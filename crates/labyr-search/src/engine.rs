//! Depth-first traversal engine.
//!
//! One algorithm, written once against [`Stack`], monomorphised per
//! backing. [`search`] and [`search_stats`] pick the backing from a
//! [`StackKind`] value.
//!
//! # Algorithm
//!
//! ```text
//! if start or target fails the admission gate: return false
//! push start
//! while stack not empty:
//!     cell = pop
//!     if cell == target:       return true
//!     if cell already visited: discard           (lazy deletion)
//!     mark cell
//!     push each neighbour (+col, +row, -col, -row) passing the gate
//! return false
//! ```
//!
//! A cell may be pushed several times before it is first expanded (two
//! expanded cells can both see it unvisited), so the visited re-check on
//! pop is required, not an optimisation. Each cell is expanded at most
//! once and pushed at most four times, which bounds the work.

use labyr_core::Coord;
use labyr_grid::Grid;
use labyr_stack::{ArrayStack, DequeStack, LinkedStack, Stack, StackKind};

/// Counters collected during one traversal.
///
/// `reached` is the reachability verdict; the remaining fields describe
/// how much work the traversal did before stopping.
#[derive(Clone, Copy, Debug, Default, PartialEq, Eq)]
pub struct SearchOutcome {
    /// Whether the target was popped.
    pub reached: bool,
    /// Cells marked visited and expanded.
    pub expanded: usize,
    /// Total pushes, including the start cell.
    pub pushed: usize,
    /// Pops discarded because the cell had already been expanded.
    pub discarded: usize,
    /// Largest stack length observed.
    pub peak_depth: usize,
}

/// Run the traversal over stack backing `S` and report its counters.
///
/// The visited overlay and the stack are created here and dropped on
/// return, so no state survives between calls.
pub fn search_with_stats<S: Stack<Coord>>(
    grid: &Grid,
    start: Coord,
    target: Coord,
) -> SearchOutcome {
    let mut visited = grid.visited_set();
    let mut outcome = SearchOutcome::default();

    // Fresh overlay: this only rejects out-of-bounds and wall endpoints.
    if !grid.is_open_and_unvisited(&visited, start)
        || !grid.is_open_and_unvisited(&visited, target)
    {
        return outcome;
    }

    let mut stack = S::default();
    stack.push(start);
    outcome.pushed = 1;
    outcome.peak_depth = 1;

    while !stack.is_empty() {
        let Ok(cell) = stack.pop() else {
            unreachable!("pop on a stack that reported non-empty");
        };

        if cell == target {
            outcome.reached = true;
            break;
        }

        if !visited.mark(cell) {
            outcome.discarded += 1;
            continue;
        }
        outcome.expanded += 1;

        for next in grid.neighbours(cell) {
            if grid.is_open_and_unvisited(&visited, next) {
                stack.push(next);
                outcome.pushed += 1;
            }
        }
        outcome.peak_depth = outcome.peak_depth.max(stack.len());
    }

    outcome
}

/// Whether `target` is reachable from `start`, over stack backing `S`.
pub fn search_with<S: Stack<Coord>>(grid: &Grid, start: Coord, target: Coord) -> bool {
    search_with_stats::<S>(grid, start, target).reached
}

/// [`search_with_stats`] over the backing named by `kind`.
pub fn search_stats(grid: &Grid, start: Coord, target: Coord, kind: StackKind) -> SearchOutcome {
    match kind {
        StackKind::Array => search_with_stats::<ArrayStack<Coord>>(grid, start, target),
        StackKind::Linked => search_with_stats::<LinkedStack<Coord>>(grid, start, target),
        StackKind::Deque => search_with_stats::<DequeStack<Coord>>(grid, start, target),
    }
}

/// Whether `target` is reachable from `start` through Open cells.
///
/// Out-of-bounds or walled endpoints yield `false`, as does a missing
/// path. The result does not depend on `kind`.
pub fn search(grid: &Grid, start: Coord, target: Coord, kind: StackKind) -> bool {
    search_stats(grid, start, target, kind).reached
}
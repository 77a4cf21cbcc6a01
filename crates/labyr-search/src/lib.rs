//! Reachability search for labyr.
//!
//! - [`engine`]: depth-first traversal from one cell to another, generic
//!   over the [`Stack`](labyr_stack::Stack) backing
//! - [`policy`]: the paired and any-exit entrance/exit policies
//! - [`report`]: per-entrance breakdown of a policy run
//! - [`config`]: [`SolverConfig`] and the [`Solver`] front end
//!
//! # Example
//!
//! ```
//! use labyr_grid::Grid;
//! use labyr_search::{solve, Policy};
//! use labyr_stack::StackKind;
//!
//! let grid: Grid = "..#\n#.#\n#..".parse().unwrap();
//! for kind in StackKind::ALL {
//!     assert!(solve(&grid, Policy::Paired, kind));
//!     assert!(solve(&grid, Policy::AnyExit, kind));
//! }
//! ```

#![deny(missing_docs)]
#![deny(rustdoc::broken_intra_doc_links)]
#![forbid(unsafe_code)]

pub mod config;
pub mod engine;
pub mod policy;
pub mod report;

pub use config::{ConfigError, Solver, SolverConfig};
pub use engine::{search, search_stats, search_with, search_with_stats, SearchOutcome};
pub use policy::{solve, Policy, UnknownPolicy};
pub use report::{report, EntranceVerdict, PolicyReport};
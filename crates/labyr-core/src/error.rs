//! Error types for grid construction and stack access.
//!
//! Reachability itself never fails: invalid endpoints and empty grids are
//! reported as a negative verdict. The errors here cover the two places
//! where something can genuinely be malformed: the input matrix handed to
//! a grid constructor, and a pop on an empty stack.

use std::error::Error;
use std::fmt;

/// Errors raised while building a grid from caller-supplied data.
#[derive(Clone, Debug, PartialEq, Eq)]
pub enum GridError {
    /// A row's length differs from the first row's.
    RaggedRow {
        /// Index of the offending row.
        row: usize,
        /// Length of row 0.
        expected: usize,
        /// Length of the offending row.
        found: usize,
    },
    /// A binary matrix entry is neither 0 nor 1.
    InvalidCell {
        /// Row of the entry.
        row: usize,
        /// Column of the entry.
        col: usize,
        /// The rejected value.
        value: u8,
    },
    /// A text grid contains a character outside `0 1 . #`.
    InvalidSymbol {
        /// Row (line, after blank lines are skipped) of the character.
        row: usize,
        /// Column of the character.
        col: usize,
        /// The rejected character.
        symbol: char,
    },
    /// `rows * cols` does not fit in `usize`.
    DimensionTooLarge {
        /// Requested row count.
        rows: usize,
        /// Requested column count.
        cols: usize,
    },
}

impl fmt::Display for GridError {
    fn fmt(&self, f: &mut fmt::Formatter<'_>) -> fmt::Result {
        match self {
            Self::RaggedRow {
                row,
                expected,
                found,
            } => {
                write!(f, "row {row} has {found} cells, expected {expected}")
            }
            Self::InvalidCell { row, col, value } => {
                write!(f, "cell ({row}, {col}) has value {value}, expected 0 or 1")
            }
            Self::InvalidSymbol { row, col, symbol } => {
                write!(f, "cell ({row}, {col}) has symbol {symbol:?}, expected one of 0 1 . #")
            }
            Self::DimensionTooLarge { rows, cols } => {
                write!(f, "grid of {rows}x{cols} cells overflows usize")
            }
        }
    }
}

impl Error for GridError {}

/// A pop was attempted on an empty stack.
///
/// The traversal engine checks emptiness before every pop, so seeing this
/// from a search indicates an engine bug rather than bad input.
#[derive(Clone, Copy, Debug, Default, PartialEq, Eq)]
pub struct EmptyStackError;

impl fmt::Display for EmptyStackError {
    fn fmt(&self, f: &mut fmt::Formatter<'_>) -> fmt::Result {
        write!(f, "pop from empty stack")
    }
}

impl Error for EmptyStackError {}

=====

**Required work**
From the data above, gather every line that includes the word "EmptyStackError".

**Reply to the task**
pub struct EmptyStackError;
impl fmt::Display for EmptyStackError {
impl Error for EmptyStackError {}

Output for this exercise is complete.